Co-authored-by: Olivier Grisel <olivier.grisel@ensta.org>

sklearn/utils/validation.py

Co-authored-by: Olivier Grisel <olivier.grisel@ensta.org>

ogrisel

Another pass, mostly about wording, and making the test cases easier to understand.

doc/whats_new/v1.4.rst

sklearn/utils/validation.py

sklearn/utils/tests/test_validation.py

sklearn/utils/validation.py

Co-authored-by: Olivier Grisel <olivier.grisel@ensta.org>

glemaitre · 2023-09-26T09:24:16Z

@ogrisel I reworked completely the test for the new helper. Sorry to not have not check it.
I parametrize it as well. I think this is more readable.

I also rename the variable in the _ensure_sparse_format.

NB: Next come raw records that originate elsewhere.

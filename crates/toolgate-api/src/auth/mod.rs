//! Session authentication and authorization helpers.

pub mod authz;
pub mod middleware;
pub mod models;
pub mod token;

pub use models::SessionContext;
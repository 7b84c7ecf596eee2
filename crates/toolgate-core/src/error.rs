//! Error types module
//!
//! This module provides the core error types used throughout the Toolgate
//! application. All errors are unified under the `AppError` enum, which covers
//! database, authorization, workflow-conflict, and validation failures.
//!
//! The `Database` variant and `From<sqlx::Error>` are gated behind the `sqlx`
//! feature so downstream crates without a database dependency can still share
//! the taxonomy.

use std::io;

#[cfg(feature = "sqlx")]
use sqlx::Error as SqlxError;

/// Log level for error reporting
#[derive(Debug, Clone, Copy, PartialEq, Eq)]
pub enum LogLevel {
    /// Debug level - for expected errors like validation failures
    Debug,
    /// Warning level - for recoverable issues like subscription limits
    Warn,
    /// Error level - for unexpected failures
    Error,
}

/// Metadata for error responses - defines how an error should be presented
/// This trait allows errors to self-describe their HTTP response characteristics
pub trait ErrorMetadata {
    /// HTTP status code to return
    fn http_status_code(&self) -> u16;

    /// Machine-readable error code (e.g., "CONFLICT")
    fn error_code(&self) -> &'static str;

    /// Whether this error is recoverable (can be retried)
    fn is_recoverable(&self) -> bool;

    /// Suggested action for the client
    fn suggested_action(&self) -> Option<&'static str>;

    /// Client-facing message (may differ from internal error message)
    fn client_message(&self) -> String;

    /// Whether details should be hidden in production
    fn is_sensitive(&self) -> bool;

    /// Log level for this error
    fn log_level(&self) -> LogLevel;
}

#[derive(Debug, thiserror::Error)]
pub enum AppError {
    #[cfg(feature = "sqlx")]
    #[error("Database error: {0}")]
    Database(#[source] SqlxError),

    #[cfg(not(feature = "sqlx"))]
    #[error("Database error: {0}")]
    Database(String),

    #[error("Unauthorized: {0}")]
    Unauthorized(String),

    #[error("Forbidden: {0}")]
    Forbidden(String),

    #[error("Not found: {0}")]
    NotFound(String),

    #[error("Conflict: {0}")]
    Conflict(String),

    #[error("Invalid input: {0}")]
    InvalidInput(String),

    #[error("Bad request: {0}")]
    BadRequest(String),

    #[error("Limit reached: {resource} usage {used}/{limit}")]
    LimitReached {
        resource: String,
        used: i64,
        limit: i64,
    },

    #[error("Internal error: {0}")]
    Internal(String),

    #[error("Internal error with source")]
    InternalWithSource {
        message: String,
        #[source]
        source: anyhow::Error,
    },
}

// Error conversion implementations following Rust best practices
#[cfg(feature = "sqlx")]
impl From<SqlxError> for AppError {
    fn from(err: SqlxError) -> Self {
        AppError::Database(err)
    }
}

impl From<anyhow::Error> for AppError {
    fn from(err: anyhow::Error) -> Self {
        AppError::InternalWithSource {
            message: err.to_string(),
            source: err,
        }
    }
}

impl From<io::Error> for AppError {
    fn from(err: io::Error) -> Self {
        AppError::Internal(format!("IO error: {}", err))
    }
}

impl From<serde_json::Error> for AppError {
    fn from(err: serde_json::Error) -> Self {
        AppError::InvalidInput(format!("JSON parsing error: {}", err))
    }
}

impl From<uuid::Error> for AppError {
    fn from(err: uuid::Error) -> Self {
        AppError::InvalidInput(format!("UUID parsing error: {}", err))
    }
}

impl From<validator::ValidationErrors> for AppError {
    fn from(err: validator::ValidationErrors) -> Self {
        AppError::InvalidInput(format!("Validation error: {}", err))
    }
}

/// Static metadata for each variant: (http_status, error_code, recoverable, suggested_action, sensitive, log_level).
/// Reduces duplication in ErrorMetadata impl; client_message stays per-variant for dynamic content.
fn app_error_static_metadata(
    err: &AppError,
) -> (
    u16,
    &'static str,
    bool,
    Option<&'static str>,
    bool,
    LogLevel,
) {
    match err {
        AppError::Database(_) => (
            500,
            "DATABASE_ERROR",
            true,
            Some("Retry after a short delay"),
            true,
            LogLevel::Error,
        ),
        AppError::Unauthorized(_) => (
            401,
            "UNAUTHORIZED",
            false,
            Some("Sign in and retry with a valid session token"),
            false,
            LogLevel::Debug,
        ),
        AppError::Forbidden(_) => (
            403,
            "FORBIDDEN",
            false,
            None,
            false,
            LogLevel::Debug,
        ),
        AppError::NotFound(_) => (
            404,
            "NOT_FOUND",
            false,
            Some("Verify the resource ID exists"),
            false,
            LogLevel::Debug,
        ),
        AppError::Conflict(_) => (
            409,
            "CONFLICT",
            false,
            Some("Fetch the current state and retry if still applicable"),
            false,
            LogLevel::Debug,
        ),
        AppError::InvalidInput(_) => (
            400,
            "INVALID_INPUT",
            false,
            Some("Check request parameters and try again"),
            false,
            LogLevel::Debug,
        ),
        AppError::BadRequest(_) => (
            400,
            "BAD_REQUEST",
            false,
            Some("Check request format and parameters"),
            false,
            LogLevel::Debug,
        ),
        AppError::LimitReached { .. } => (
            400,
            "LIMIT_REACHED",
            false,
            Some("Upgrade the subscription plan to raise the limit"),
            false,
            LogLevel::Warn,
        ),
        AppError::Internal(_) => (
            500,
            "INTERNAL_ERROR",
            true,
            Some("Retry after a short delay"),
            true,
            LogLevel::Error,
        ),
        AppError::InternalWithSource { .. } => (
            500,
            "INTERNAL_ERROR",
            true,
            Some("Retry after a short delay"),
            true,
            LogLevel::Error,
        ),
    }
}

impl AppError {
    /// Get the error type name for detailed error responses
    pub fn error_type(&self) -> &str {
        match self {
            AppError::Database(_) => "Database",
            AppError::Unauthorized(_) => "Unauthorized",
            AppError::Forbidden(_) => "Forbidden",
            AppError::NotFound(_) => "NotFound",
            AppError::Conflict(_) => "Conflict",
            AppError::InvalidInput(_) => "InvalidInput",
            AppError::BadRequest(_) => "BadRequest",
            AppError::LimitReached { .. } => "LimitReached",
            AppError::Internal(_) => "Internal",
            AppError::InternalWithSource { .. } => "Internal",
        }
    }

    /// Get detailed error information including error chain
    pub fn detailed_message(&self) -> String {
        use std::error::Error;

        let mut details = self.to_string();

        // Add source error chain
        let mut source = self.source();
        let mut depth = 0;
        while let Some(err) = source {
            depth += 1;
            if depth > 5 {
                details.push_str("\n  ... (truncated)");
                break;
            }
            details.push_str(&format!("\n  Caused by: {}", err));
            source = err.source();
        }

        details
    }
}

impl ErrorMetadata for AppError {
    fn http_status_code(&self) -> u16 {
        app_error_static_metadata(self).0
    }

    fn error_code(&self) -> &'static str {
        app_error_static_metadata(self).1
    }

    fn is_recoverable(&self) -> bool {
        app_error_static_metadata(self).2
    }

    fn suggested_action(&self) -> Option<&'static str> {
        app_error_static_metadata(self).3
    }

    fn is_sensitive(&self) -> bool {
        app_error_static_metadata(self).4
    }

    fn log_level(&self) -> LogLevel {
        app_error_static_metadata(self).5
    }

    fn client_message(&self) -> String {
        match self {
            AppError::Database(_) => "Failed to access database".to_string(),
            AppError::Unauthorized(ref msg) => msg.clone(),
            AppError::Forbidden(ref msg) => msg.clone(),
            AppError::NotFound(ref msg) => msg.clone(),
            AppError::Conflict(ref msg) => msg.clone(),
            AppError::InvalidInput(ref msg) => msg.clone(),
            AppError::BadRequest(ref msg) => msg.clone(),
            AppError::LimitReached {
                resource,
                used,
                limit,
            } => {
                format!(
                    "{} limit reached ({}/{}). Upgrade to add more.",
                    resource, used, limit
                )
            }
            AppError::Internal(_) => "Internal server error".to_string(),
            AppError::InternalWithSource { .. } => "Internal server error".to_string(),
        }
    }
}

#[cfg(test)]
mod tests {
    use super::*;

    #[test]
    fn test_error_metadata_database() {
        #[cfg(feature = "sqlx")]
        let err = AppError::from(sqlx::Error::PoolClosed);
        #[cfg(not(feature = "sqlx"))]
        let err = AppError::Database("pool closed".to_string());
        assert_eq!(err.http_status_code(), 500);
        assert_eq!(err.error_code(), "DATABASE_ERROR");
        assert!(err.is_recoverable());
        assert_eq!(err.client_message(), "Failed to access database");
        assert!(err.is_sensitive());
        assert_eq!(err.log_level(), LogLevel::Error);
    }

    #[test]
    fn test_error_metadata_forbidden() {
        let err = AppError::Forbidden("Forbidden".to_string());
        assert_eq!(err.http_status_code(), 403);
        assert_eq!(err.error_code(), "FORBIDDEN");
        assert!(!err.is_recoverable());
        assert_eq!(err.client_message(), "Forbidden");
        assert!(!err.is_sensitive());
        assert_eq!(err.log_level(), LogLevel::Debug);
    }

    #[test]
    fn test_error_metadata_conflict() {
        let err = AppError::Conflict("Invitation already sent to this email".to_string());
        assert_eq!(err.http_status_code(), 409);
        assert_eq!(err.error_code(), "CONFLICT");
        assert_eq!(
            err.client_message(),
            "Invitation already sent to this email"
        );
        assert_eq!(err.log_level(), LogLevel::Debug);
    }

    #[test]
    fn test_error_metadata_limit_reached() {
        let err = AppError::LimitReached {
            resource: "Member".to_string(),
            used: 5,
            limit: 5,
        };
        assert_eq!(err.http_status_code(), 400);
        assert_eq!(err.error_code(), "LIMIT_REACHED");
        assert!(!err.is_recoverable());
        assert!(err.client_message().contains("Member"));
        assert!(err.client_message().contains('5'));
        assert!(!err.is_sensitive());
        assert_eq!(err.log_level(), LogLevel::Warn);
    }

    #[test]
    fn test_error_metadata_suggested_actions() {
        let err1 = AppError::NotFound("test".to_string());
        assert_eq!(
            err1.suggested_action(),
            Some("Verify the resource ID exists")
        );

        let err2 = AppError::InvalidInput("test".to_string());
        assert_eq!(
            err2.suggested_action(),
            Some("Check request parameters and try again")
        );

        let err3 = AppError::Forbidden("test".to_string());
        assert_eq!(err3.suggested_action(), None);
    }
}
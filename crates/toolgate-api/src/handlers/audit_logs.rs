//! Audit trail listing for admins and owners.

use axum::{
    extract::{Path, Query, State},
    response::IntoResponse,
    Json,
};
use serde::Deserialize;
use std::sync::Arc;
use toolgate_core::policy;
use uuid::Uuid;

use crate::auth::authz::{require_capability, require_membership};
use crate::auth::SessionContext;
use crate::error::HttpAppError;
use crate::state::AppState;

#[derive(Debug, Deserialize)]
pub struct ListAuditLogsQuery {
    pub limit: Option<i64>,
    #[serde(default)]
    pub offset: i64,
}

/// List the organization's audit trail, newest first
#[utoipa::path(
    get,
    path = "/api/organizations/{organization_id}/audit-logs",
    params(
        ("organization_id" = Uuid, Path, description = "Organization id"),
        ("limit" = Option<i64>, Query, description = "Page size (max 100)"),
        ("offset" = Option<i64>, Query, description = "Page offset")
    ),
    responses(
        (status = 200, description = "Audit entries"),
        (status = 403, description = "Requires admin or owner")
    ),
    tag = "audit-logs"
)]
#[tracing::instrument(skip(state, ctx))]
pub async fn list_audit_logs(
    State(state): State<Arc<AppState>>,
    ctx: SessionContext,
    Path(organization_id): Path<Uuid>,
    Query(query): Query<ListAuditLogsQuery>,
) -> Result<impl IntoResponse, HttpAppError> {
    let role =
        require_membership(&state.db.membership_repository, organization_id, ctx.user_id).await?;
    require_capability(role, policy::can_view_audit_log)?;

    let limit = query
        .limit
        .unwrap_or_else(|| state.config.audit_default_page_size())
        .clamp(1, 100);
    let offset = query.offset.max(0);

    let entries = state
        .db
        .audit_log_repository
        .list_for_org(organization_id, limit, offset)
        .await?;

    Ok(Json(entries))
}
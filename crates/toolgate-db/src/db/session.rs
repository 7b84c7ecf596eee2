use sqlx::{PgPool, Postgres};
use toolgate_core::AppError;
use uuid::Uuid;

/// The principal resolved from a session token.
#[derive(Debug, Clone, sqlx::FromRow)]
pub struct ResolvedSession {
    pub user_id: Uuid,
    pub email: String,
}

/// Repository for resolving session tokens into principals. Sessions are
/// created and invalidated by the auth collaborator; this service only reads
/// them.
#[derive(Clone)]
pub struct SessionRepository {
    pool: PgPool,
}

impl SessionRepository {
    pub fn new(pool: PgPool) -> Self {
        Self { pool }
    }

    /// Resolve an unexpired session token to its user id and email.
    /// Expired or unknown tokens resolve to None.
    #[tracing::instrument(skip(self, token), fields(db.table = "sessions", db.operation = "select"))]
    pub async fn resolve(&self, token: &str) -> Result<Option<ResolvedSession>, AppError> {
        let resolved = sqlx::query_as::<Postgres, ResolvedSession>(
            r#"
            SELECT s.user_id, p.email
            FROM sessions s
            INNER JOIN profiles p ON p.id = s.user_id
            WHERE s.token = $1 AND s.expires_at > NOW()
            "#,
        )
        .bind(token)
        .fetch_optional(&self.pool)
        .await?;

        Ok(resolved)
    }
}
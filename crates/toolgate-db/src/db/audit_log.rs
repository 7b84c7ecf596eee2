use sqlx::{PgPool, Postgres};
use toolgate_core::{
    models::{AuditLog, AuditLogDetails, NewAuditLog, ProfileSummary},
    AppError,
};
use uuid::Uuid;

/// Repository for the append-only audit trail
#[derive(Clone)]
pub struct AuditLogRepository {
    pool: PgPool,
}

#[derive(sqlx::FromRow)]
struct AuditLogDetailsRow {
    #[sqlx(flatten)]
    entry: AuditLog,
    actor_email: Option<String>,
    actor_full_name: Option<String>,
}

impl AuditLogRepository {
    pub fn new(pool: PgPool) -> Self {
        Self { pool }
    }

    /// Append one entry. Callers that must not fail on audit errors go
    /// through the recorder, which logs and swallows this error.
    #[tracing::instrument(skip(self, entry), fields(db.table = "audit_logs", db.operation = "insert"))]
    pub async fn insert(&self, entry: &NewAuditLog) -> Result<AuditLog, AppError> {
        let log = sqlx::query_as::<Postgres, AuditLog>(
            r#"
            INSERT INTO audit_logs (organization_id, actor_id, action, resource_type, resource_id, metadata)
            VALUES ($1, $2, $3, $4, $5, $6)
            RETURNING id, organization_id, actor_id, action, resource_type, resource_id,
                      metadata, created_at
            "#,
        )
        .bind(entry.organization_id)
        .bind(entry.actor_id)
        .bind(&entry.action)
        .bind(&entry.resource_type)
        .bind(entry.resource_id)
        .bind(&entry.metadata)
        .fetch_one(&self.pool)
        .await?;

        Ok(log)
    }

    /// The organization's audit trail, newest first, actor profile joined.
    #[tracing::instrument(skip(self), fields(db.table = "audit_logs", db.operation = "select"))]
    pub async fn list_for_org(
        &self,
        organization_id: Uuid,
        limit: i64,
        offset: i64,
    ) -> Result<Vec<AuditLogDetails>, AppError> {
        let rows = sqlx::query_as::<Postgres, AuditLogDetailsRow>(
            r#"
            SELECT a.id, a.organization_id, a.actor_id, a.action, a.resource_type,
                   a.resource_id, a.metadata, a.created_at,
                   p.email AS actor_email, p.full_name AS actor_full_name
            FROM audit_logs a
            LEFT JOIN profiles p ON p.id = a.actor_id
            WHERE a.organization_id = $1
            ORDER BY a.created_at DESC
            LIMIT $2 OFFSET $3
            "#,
        )
        .bind(organization_id)
        .bind(limit)
        .bind(offset)
        .fetch_all(&self.pool)
        .await?;

        Ok(rows
            .into_iter()
            .map(|row| {
                let actor_id = row.entry.actor_id;
                AuditLogDetails {
                    actor: actor_id.and_then(|id| {
                        row.actor_email.map(|email| ProfileSummary {
                            id,
                            email,
                            full_name: row.actor_full_name,
                        })
                    }),
                    entry: row.entry,
                }
            })
            .collect())
    }
}
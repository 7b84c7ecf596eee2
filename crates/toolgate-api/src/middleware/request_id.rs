use axum::http::HeaderValue;
use axum::{extract::Request, middleware::Next, response::Response};
use uuid::Uuid;

/// Request id carried through extensions and echoed on the response.
#[derive(Debug, Clone)]
pub struct RequestId(pub Uuid);

/// Assigns a fresh id to every request and sets the `x-request-id` response
/// header so clients can quote it in bug reports.
pub async fn request_id_middleware(mut request: Request, next: Next) -> Response {
    let request_id = RequestId(Uuid::new_v4());
    let id_string = request_id.0.to_string();
    request.extensions_mut().insert(request_id);

    let mut response = next.run(request).await;
    if let Ok(header_value) = HeaderValue::from_str(&id_string) {
        response.headers_mut().insert("x-request-id", header_value);
    }
    response
}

I checked and this is only used one and it is private so it should be a problem.

glemaitre · 2023-09-26T15:31:14Z

I checked codecov and we should not have an issue here.

ogrisel

Another round of feedback.

Once #27346 is merged in main, we should merge main into this branch and push a commit with [pyodide] in the commit message to check that it works as expected on that platform or skip tests that cannot be run on that platform.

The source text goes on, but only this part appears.